São Paulo - Três dias após Neymar ter R$ 188,8 milhões bloqueados por acusações de sonegação de imposto, seu empresário, Wagner Ribeiro, usou as redes sociais ontem para dar um conselho ao pai do atacante: "Pega tua grana, manda tudo pra paraísos fiscais, legalmente é claro. Para com essa mania de pagar imposto no Brasil!! Fecha tuas empresas, o Instituto na Praia Grande e vai curtir a vida nas praias do Mediterrâneo. Você e sua família", disse o agente, através de sua conta no Instagram.
Na publicação, Wagner Ribeiro ainda afirmou que teria sido melhor se o camisa 11 do Barcelona tivesse ido para o Real Madrid e se naturalizado espanhol. "Deixa o Neymar jogar mais uns aninhos... e que ele encerre a carreira na Europa, preferencialmente no Real Madrid", declarou o empresário.
Na sexta-feira passada, a Justiça Federal determinou o bloqueio de R$ 188,8 milhões de Neymar e de empresas ligadas ao jogador do Barcelona. O desembargador federal, Carlos Muta, entendeu que o bloqueio deve ser feito porque a dívida tributária do atacante com o fisco ultrapassa 30% do patrimônio conhecido do grupo, que é de R$ 244,2 milhões.

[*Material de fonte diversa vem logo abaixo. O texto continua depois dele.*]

//! Reddit feed access: request URLs, page types, the canonical feed document, and its two adapters.

mod atom;
mod client;
mod error;
mod json;

pub use client::{HttpGet, PoliteClient, PoliteClientBuilder};
pub use error::ScrapeError;

const SITE_BASE: &str = "https://www.reddit.com";

/// Pseudo-subreddit that maps to the site-wide aggregate feed.
pub const FRONTPAGE: &str = "frontpage";

/// Reddit never returns more than this many posts per listing request.
pub const MAX_PAGE_SIZE: u32 = 100;

/// Which feed format to request and parse.
#[derive(Debug, Clone, Copy, PartialEq, Eq)]
pub enum FeedDialect {
    Json,
    Rss,
}

impl FeedDialect {
    fn extension(self) -> &'static str {
        match self {
            FeedDialect::Json => "json",
            FeedDialect::Rss => "rss",
        }
    }
}

/// Time window for the `top` and `controversial` listings.
#[derive(Debug, Clone, Copy, PartialEq, Eq)]
pub enum TimeSpan {
    Hour,
    Day,
    Week,
    Month,
    Year,
    All,
}

impl TimeSpan {
    fn parse(s: &str) -> Option<TimeSpan> {
        match s {
            "hour" => Some(TimeSpan::Hour),
            "day" => Some(TimeSpan::Day),
            "week" => Some(TimeSpan::Week),
            "month" => Some(TimeSpan::Month),
            "year" => Some(TimeSpan::Year),
            "all" => Some(TimeSpan::All),
            _ => None,
        }
    }

    fn as_str(self) -> &'static str {
        match self {
            TimeSpan::Hour => "hour",
            TimeSpan::Day => "day",
            TimeSpan::Week => "week",
            TimeSpan::Month => "month",
            TimeSpan::Year => "year",
            TimeSpan::All => "all",
        }
    }
}

/// Listing sort order. Hot is Reddit's default and has no path segment.
#[derive(Debug, Clone, Copy, PartialEq, Eq, Default)]
pub enum PageType {
    #[default]
    Hot,
    New,
    Rising,
    Controversial(Option<TimeSpan>),
    Top(Option<TimeSpan>),
}

impl PageType {
    /// Parse `hot`, `new`, `rising`, `controversial[-span]`, or `top[-span]`.
    ///
    /// Anything else, including the empty string, falls back to [PageType::Hot].
    pub fn parse_lenient(s: &str) -> PageType {
        let s = s.trim().to_ascii_lowercase();
        let (kind, span) = match s.split_once('-') {
            Some((kind, span)) => match TimeSpan::parse(span) {
                Some(span) => (kind, Some(span)),
                None => return PageType::Hot,
            },
            None => (s.as_str(), None),
        };
        match (kind, span) {
            ("new", None) => PageType::New,
            ("rising", None) => PageType::Rising,
            ("controversial", span) => PageType::Controversial(span),
            ("top", span) => PageType::Top(span),
            _ => PageType::Hot,
        }
    }

    fn path_segment(self) -> Option<&'static str> {
        match self {
            PageType::Hot => None,
            PageType::New => Some("new"),
            PageType::Rising => Some("rising"),
            PageType::Controversial(_) => Some("controversial"),
            PageType::Top(_) => Some("top"),
        }
    }

    fn time_span(self) -> Option<TimeSpan> {
        match self {
            PageType::Controversial(span) | PageType::Top(span) => span,
            _ => None,
        }
    }
}

/// A parsed feed page in one shape, whichever dialect it came from.
#[derive(Debug, Clone, PartialEq, Eq)]
pub struct FeedDocument {
    pub dialect: FeedDialect,
    pub entries: Vec<FeedEntry>,
}

impl FeedDocument {
    /// Parse a raw feed body. `url` is only used for error context.
    pub fn parse(dialect: FeedDialect, url: &str, body: &[u8]) -> Result<Self, ScrapeError> {
        let entries = match dialect {
            FeedDialect::Json => json::parse_listing(url, body)?,
            FeedDialect::Rss => atom::parse_feed(url, body)?,
        };
        Ok(FeedDocument { dialect, entries })
    }
}

/// One post in a feed. Every field is optional; the extractor decides what it needs.
#[derive(Debug, Clone, Default, PartialEq, Eq)]
pub struct FeedEntry {
    pub id: Option<String>,
    pub title: Option<String>,
    pub author_name: Option<String>,
    pub author_link: Option<String>,
    pub post_link: Option<String>,
    pub subreddit: Option<String>,
    pub category: Option<String>,
    pub body: EntryBody,
}

/// Where the image link lives for an entry.
#[derive(Debug, Clone, Default, PartialEq, Eq)]
pub enum EntryBody {
    /// JSON listings: the post's declared domain and target URL.
    Link {
        domain: Option<String>,
        url: Option<String>,
    },
    /// RSS entries: HTML content that embeds the link.
    Html(String),
    #[default]
    Missing,
}

/// Builds feed URLs and fetches/parses pages for one dialect and page type.
#[derive(Debug, Clone)]
pub struct FeedClient {
    dialect: FeedDialect,
    page_type: PageType,
}

impl FeedClient {
    pub fn new(dialect: FeedDialect, page_type: PageType) -> Self {
        Self {
            dialect,
            page_type,
        }
    }

    /// Request URL for one page: `<site>/r/<sub>/[<page>/].<ext>?limit=<n>&after=<cursor>`.
    ///
    /// The name also becomes a directory, so path separators and `..` are rejected.
    pub fn request_url(
        &self,
        subreddit: &str,
        limit: u32,
        cursor: u32,
    ) -> Result<String, ScrapeError> {
        let subreddit = subreddit.trim();
        if subreddit.is_empty() {
            return Err(ScrapeError::InvalidArgument {
                name: "subreddit",
                reason: "subreddit is required for downloading".to_string(),
            });
        }
        if subreddit.contains(['/', '\\']) || subreddit.contains("..") {
            return Err(ScrapeError::InvalidArgument {
                name: "subreddit",
                reason: format!("'{}' is not a subreddit name", subreddit),
            });
        }
        let mut url = SITE_BASE.to_string();
        if subreddit != FRONTPAGE {
            url.push_str("/r/");
            url.push_str(subreddit);
        }
        url.push('/');
        if let Some(segment) = self.page_type.path_segment() {
            url.push_str(segment);
            url.push('/');
        }
        url.push_str(&format!(
            ".{}?limit={}&after={}",
            self.dialect.extension(),
            limit,
            cursor
        ));
        if let Some(span) = self.page_type.time_span() {
            url.push_str("&t=");
            url.push_str(span.as_str());
        }
        Ok(url)
    }

    /// Fetch and parse one page of a subreddit's feed.
    pub fn fetch(
        &self,
        http: &mut dyn HttpGet,
        subreddit: &str,
        limit: u32,
        cursor: u32,
    ) -> Result<FeedDocument, ScrapeError> {
        let url = self.request_url(subreddit, limit, cursor)?;
        let body = http.get_bytes(&url)?;
        FeedDocument::parse(self.dialect, &url, &body)
    }
}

No mesmo dia, o pai de Neymar se defendeu da acusação de sonegação. Para ele, houve uma interpretação "equivocada" sobre quem é o responsável por pagar os tributos do ganho do atleta. A empresa Neymar Sport e Marketing avalia que ela mesma deveria ser responsável pelo recolhimento dos impostos dos ganhos de direito de imagem do atleta e não o próprio Neymar, como pessoa física.
Ribeiro ainda insinuou que a Fazenda Nacional teria bloqueado o dinheiro porque Neymar pediu votos para Aécio Neves na última eleição presidencial. "De forma honesta, (Neymar Jr.) manifestou apoio ao candidato derrotado nas últimas eleições a presidente".